Moving on from this exploration of Cornwell’s childhood, The Pigeon Tunnel takes on his years in spycraft, and then his work as a novelist. The spectre of Kim Philby’s betrayal of Britain, and the betrayals committed by Cornwell in the line of his own duty, form a throughline here. But this section is also perhaps the least novel in the film; the insights into le Carre’s work that Morris offers will all be familiar to anyone who’s read even the foreword to his republished editions. Le Carre’s work is disillusioned and angry with the espionage business, a refreshing counterpoint to the heroic illusions of James Bond. But the author has always cautioned against praise that he’s received when it’s framed around the idea that his more bleak tone makes the work more “realistic.” If he has a regret about his publishing work, it’s that he sometimes constructed a fantasy in which the secret services are confident puppet masters instead of the reality of an espionage apparatus in shambles, where everyone is acting blindly, or on bad, disorganized information — his MI-6 is called “the Circus” for a reason.

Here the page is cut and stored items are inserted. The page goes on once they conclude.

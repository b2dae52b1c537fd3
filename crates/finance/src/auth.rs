use std::sync::Arc;

use argon2::password_hash::rand_core::OsRng;
use argon2::password_hash::{PasswordHash, PasswordHasher, PasswordVerifier, SaltString};
use argon2::Argon2;
use chrono::{Duration, Utc};
use jsonwebtoken::{DecodingKey, EncodingKey, Header, Validation, decode, encode};
use rust_decimal::Decimal;
use serde::{Deserialize, Serialize};
use tracing::{info, warn};

use crate::error::Error;
use crate::store::{LedgerStore, UserId};

const PASSWORD_MIN_LEN: usize = 6;
const PASSWORD_MAX_LEN: usize = 20;
const PASSWORD_SYMBOLS: &str = "@$!%*#?&";
const MAX_TOKEN_TTL_SECS: i64 = 60 * 60 * 24 * 365;

/// 없는 사용자 로그인 시 검증 대상. `Argon2::default()`와 같은 파라미터여야 한다.
const DUMMY_PASSWORD_HASH: &str =
    "$argon2id$v=19$m=19456,t=2,p=1$rgiyu7g+rRcPsbnaRI2Fdg$t4FVYOPAjpC2RAn6hrsJMPiO5jCs2uOEsOxz1vedsuQ";

/// 6~20자, 허용 문자만, 소문자/대문자/숫자/기호 각 1개 이상
pub fn check_password_strength(password: &str) -> Result<(), Error> {
    let len = password.chars().count();
    if !(PASSWORD_MIN_LEN..=PASSWORD_MAX_LEN).contains(&len) {
        return Err(Error::WeakPassword);
    }

    let allowed = |c: char| c.is_ascii_alphanumeric() || PASSWORD_SYMBOLS.contains(c);
    if !password.chars().all(allowed) {
        return Err(Error::WeakPassword);
    }

    let has_lower = password.chars().any(|c| c.is_ascii_lowercase());
    let has_upper = password.chars().any(|c| c.is_ascii_uppercase());
    let has_digit = password.chars().any(|c| c.is_ascii_digit());
    let has_symbol = password.chars().any(|c| PASSWORD_SYMBOLS.contains(c));

    if has_lower && has_upper && has_digit && has_symbol {
        Ok(())
    } else {
        Err(Error::WeakPassword)
    }
}

pub fn hash_password(password: &str) -> Result<String, Error> {
    let salt = SaltString::generate(&mut OsRng);
    Argon2::default()
        .hash_password(password.as_bytes(), &salt)
        .map(|hash| hash.to_string())
        .map_err(|e| Error::Internal(format!("failed to hash password: {}", e)))
}

/// Argon2 계산은 blocking 풀에서
async fn hash_password_blocking(password: &str) -> Result<String, Error> {
    let password = password.to_string();
    tokio::task::spawn_blocking(move || hash_password(&password))
        .await
        .map_err(|e| Error::Internal(format!("password hashing task failed: {}", e)))?
}

async fn verify_password_blocking(password: &str, hash: &str) -> Result<bool, Error> {
    let (password, hash) = (password.to_string(), hash.to_string());
    tokio::task::spawn_blocking(move || verify_password(&password, &hash))
        .await
        .map_err(|e| Error::Internal(format!("password verification task failed: {}", e)))
}

/// 해시 문자열이 깨졌어도 false (자격 증명 실패로 취급)
pub fn verify_password(password: &str, hash: &str) -> bool {
    match PasswordHash::new(hash) {
        Ok(parsed) => Argon2::default()
            .verify_password(password.as_bytes(), &parsed)
            .is_ok(),
        Err(e) => {
            warn!("Stored password hash is unreadable: {}", e);
            false
        }
    }
}

#[derive(Debug, Clone, PartialEq, Serialize, Deserialize)]
pub struct Claims {
    /// 사용자 ID
    pub sub: UserId,
    pub username: String,
    pub iat: i64,
    pub exp: i64,
}

/// HS256 세션 토큰 발급/검증
#[derive(Clone)]
pub struct TokenIssuer {
    encoding: EncodingKey,
    decoding: DecodingKey,
    ttl: Duration,
}

impl TokenIssuer {
    pub fn new(secret: &[u8], ttl_secs: u64) -> Self {
        Self {
            encoding: EncodingKey::from_secret(secret),
            decoding: DecodingKey::from_secret(secret),
            ttl: Duration::seconds(
                i64::try_from(ttl_secs)
                    .unwrap_or(MAX_TOKEN_TTL_SECS)
                    .min(MAX_TOKEN_TTL_SECS),
            ),
        }
    }

    /// 프로세스마다 임의 키 (재시작하면 기존 토큰은 무효)
    pub fn ephemeral(ttl_secs: u64) -> Self {
        let secret = format!("{}{}", uuid::Uuid::new_v4(), uuid::Uuid::new_v4());
        Self::new(secret.as_bytes(), ttl_secs)
    }

    pub fn issue(&self, user_id: UserId, username: &str) -> Result<String, Error> {
        let now = Utc::now();
        let claims = Claims {
            sub: user_id,
            username: username.to_string(),
            iat: now.timestamp(),
            exp: (now + self.ttl).timestamp(),
        };

        encode(&Header::default(), &claims, &self.encoding)
            .map_err(|e| Error::Internal(format!("failed to issue token: {}", e)))
    }

    pub fn verify(&self, token: &str) -> Result<Claims, Error> {
        decode::<Claims>(token, &self.decoding, &Validation::default())
            .map(|data| data.claims)
            .map_err(|_| Error::Unauthorized)
    }
}

#[derive(Debug, Clone, Serialize, Deserialize)]
pub struct Session {
    pub token: String,
    pub user_id: UserId,
    pub username: String,
}

/// 회원가입/로그인
#[derive(Clone)]
pub struct AuthService {
    store: Arc<dyn LedgerStore>,
    tokens: TokenIssuer,
    starting_cash: Decimal,
}

impl AuthService {
    pub fn new(store: Arc<dyn LedgerStore>, tokens: TokenIssuer, starting_cash: Decimal) -> Self {
        Self {
            store,
            tokens,
            starting_cash,
        }
    }

    pub async fn register(
        &self,
        username: &str,
        password: &str,
        confirmation: &str,
    ) -> Result<UserId, Error> {
        let username = username.trim();
        if username.is_empty() {
            return Err(Error::InvalidInput("must provide username".to_string()));
        }

        if self.store.find_user_by_username(username).await?.is_some() {
            return Err(Error::UsernameTaken);
        }

        if password.is_empty() || confirmation.is_empty() {
            return Err(Error::InvalidInput("must provide password".to_string()));
        }
        if password != confirmation {
            return Err(Error::PasswordMismatch);
        }
        check_password_strength(password)?;

        let hash = hash_password_blocking(password).await?;
        // 동시 가입은 유니크 인덱스가 UsernameTaken으로 막는다
        let user = self
            .store
            .create_user(username, &hash, self.starting_cash)
            .await?;

        info!("Registered user {} (id={})", user.username, user.id);
        Ok(user.id)
    }

    /// 없는 사용자와 틀린 비밀번호는 구분하지 않는다
    pub async fn login(&self, username: &str, password: &str) -> Result<Session, Error> {
        let username = username.trim();
        if username.is_empty() {
            return Err(Error::InvalidInput("must provide username".to_string()));
        }
        if password.is_empty() {
            return Err(Error::InvalidInput("must provide password".to_string()));
        }

        // 없는 사용자도 같은 비용으로 검증해 응답 시간 차이를 없앤다
        let user = self.store.find_user_by_username(username).await?;
        let hash = user
            .as_ref()
            .map_or(DUMMY_PASSWORD_HASH, |u| u.password_hash.as_str());
        let verified = verify_password_blocking(password, hash).await?;

        let user = match user {
            Some(user) if verified => user,
            _ => return Err(Error::InvalidCredentials),
        };

        let token = self.tokens.issue(user.id, &user.username)?;
        info!("User {} logged in", user.username);

        Ok(Session {
            token,
            user_id: user.id,
            username: user.username,
        })
    }

    pub fn authenticate(&self, token: &str) -> Result<Claims, Error> {
        self.tokens.verify(token)
    }
}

The Pigeon Tunnel’s final half hour jumps back to its subject’s personal life to offer a more in-depth look at le Carre’s relationship with his father, conman Ronnie Cornwell, who was incarcerated for portions of his son’s childhood and whose relationship with le Carre only grew more fraught late in life. What’s here is a psychological portrait of both an author and a spy, an investigation into the root causes for the impulse between both of le Carre’s professions. It’s a compelling narrative, to be sure, but also one that eventually seems in search of a point. Pointedly, there’s no moment where le Carre breaks down in tears or reaches a new realization. And while it’s great that the film is able to avoid such easy dramatics, it also shows Morris butting up against the limits of psychology. Le Carre is an odd subject for the director — not a profoundly evil man like Robert McNamara, Donald Rumsfeld, or Steve Bannon (who can all, Morris proved, be given enough rope with which to hang themselves), nor someone with a strange, compelling story, like the subjects of Tabloid or Gates of Heaven. Instead, this is a man who was part of the Cold War machine and whose work, disillusioned and even-handed as it may be, proceeds from a set of liberal ideological assumptions. Morris, with all his psychoanalytical investigation divested of ideology, can muster few concrete answers about what shaped the most literary of spy novelists. Le Carre is quick to compare himself to the metaphorical room harboring all the secrets of the state: access only reveals the room to be empty. Taken as a final interview with one of the great writers of the second half of the 20th Century, The Pigeon Tunnel is a joy — an engaging time spent with a lively, entertaining mind. As a new documentary from one of the masters of the form, however, it appears minor; a film lacking in purpose and new insight.
DIRECTOR: Errol Morris; CAST: Jake Dove, Charlotte Hamblin, Garry Cooper; DISTRIBUTOR: Apple TV+; STREAMING: October 20; RUNTIME: 1 hr. 32 min.